Why it matters: The White House has floated a raft of policies meant to make homes more affordable — mostly by pushing for lower rates — but that only addresses one piece of the problem and may even be counterproductive.
The latest: "Last week, the average 30-year mortgage rate dropped below 6% for the first time in many years," the president said in Davos. (The rate, however, ticked back up yesterday, as markets reacted to Trump's threats to take over Greenland.)
- Trump also talked about one of the trickiest aspect of making homes more affordable: How to do it without bringing home prices down, which would hurt current homeowners.
- "I don't want to do anything that's going to hurt the value of people that own a house," he said.
The big picture: The housing market is kind of like an old joke Woody Allen tells in the 1977 movie "Annie Hall." One woman says, "Boy, the food at this place is really terrible." Her friend responds, "Yeah, I know, and such small portions!"
- Today, the homes on offer are "terrible" in that they're still overpriced after the pandemic-era housing boom.
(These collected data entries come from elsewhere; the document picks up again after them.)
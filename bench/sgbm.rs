use criterion::{black_box, criterion_group, criterion_main, Criterion};
use std::time::Duration;

use cv_depthcam::frame::interleave_raw;
use cv_depthcam::prelude::*;
use cv_depthcam::sgbm::{Params, SemiGlobalMatcher};
use image::{GrayImage, Luma};

fn texture(width: u32, height: u32, seed: u32) -> GrayImage {
    GrayImage::from_fn(width, height, |x, y| {
        let mut v = x.wrapping_mul(73_856_093) ^ y.wrapping_mul(19_349_663) ^ seed;
        v ^= v >> 13;
        v = v.wrapping_mul(0x5bd1_e995);
        Luma([(v >> 8) as u8])
    })
}

/// A 320x240 pair shifted by 8 pixels everywhere.
fn shifted_pair() -> (GrayImage, GrayImage) {
    let wide = texture(336, 240, 7);

    let left = GrayImage::from_fn(320, 240, |x, y| *wide.get_pixel(x + 8, y));
    let right = GrayImage::from_fn(320, 240, |x, y| *wide.get_pixel(x + 16, y));

    (left, right)
}

fn sgbm_bench(c: &mut Criterion) {
    let (left, right) = shifted_pair();

    // Build disparity alg
    let mut sgbm = SemiGlobalMatcher::new(Params::with_num_disparities(64));

    c.bench_function("sgbm 320x240 64 disparities", |b| {
        b.iter(|| sgbm.compute(black_box(&left), black_box(&right)))
    });
}

fn pipeline_bench(c: &mut Criterion) {
    let (left, right) = shifted_pair();

    let raw = RawFrame::new(
        interleave_raw(&left, &right),
        240,
        320,
        PixelFormat::Raw16,
        Duration::from_millis(0),
        0
    ).unwrap();
    let bgr = vec![128u8; 320 * 240 * 3];

    let mut pipeline = DepthPipeline::new(DisparityConfig::default(), FilterConfig::default()).unwrap();

    c.bench_function("depth pipeline 320x240", |b| {
        b.iter(|| pipeline.process(0, black_box(&raw), black_box(&bgr)))
    });
}

criterion_group!(benches, sgbm_bench, pipeline_bench);
criterion_main!(benches);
Mortgage rates are high on top of that.
- At the same time there aren't enough homes to buy: The U.S. still has a supply shortage.
Catch up quick: White House officials have waged a pressure campaign to get the Federal Reserve to lower interest rates, partly to lower mortgage rates. (The central bank doesn't directly set mortgage rates, but it does have a strong influence over them.)
And the White House has made other moves on housing, mostly to juice home buying demand.
- Trump on Tuesday night issued an executive order that outlines steps to banning institutional investors from buying single-family homes — but this would represent only a small fraction of the overall real estate landscape.
- Last week, White House economist Kevin Hassett said the president will propose allowing people to borrow 10% from their 401(k)s to use for a down payment.
- "President Trump pledged to improve housing affordability for Americans still reeling from Joe Biden's economic disaster, and the Administration is committed to exploring every tool possible to deliver for the American people," White House spokesman Davis Ingle tells Axios.
- "Reporters fixating on day-to-day market volatility are missing the forest for the trees," added spokesman Kush Desai.
Between the lines: Policies like the ones being floated might increase demand for homes, but they don't immediately address supply — and that could raise prices.
- They could even "reignite housing inflation," as TD Cowen analyst Jaret Seiberg wrote in a note earlier this month.
Yes, but: On the supply side, administration officials in the past have also suggested that deportations will free up homes to buy or rent — something Trump echoed Wednesday.
Flashback: In 2020, as the pandemic froze the economy, mortgage rates fell to historic lows — that helped drive rampant demand for homes. Prices spiked, and they've largely stayed elevated since.
The intrigue: Presidents ultimately have very little ability to push housing supply higher, that's something that happens at the local level.
- "It's really all about zoning and permitting, and the levers a president can pull are all on the demand side," says Chen Zhao, head of economics research at real estate site Redfin.
Between the lines: Homebuilders don't have much incentive to put up new houses. They're dealing with elevated construction costs, thanks to tariffs and inflation and less demand for houses.
- "Homebuilders are grumpy, for good reason," writes Carl Weinberg, chief economist of High Frequency Economics.
"It's not a bad thing to throw policy ideas out there," Moody's Analytics chief economist Mark Zandi says. "I think the administration's deserves credit for that."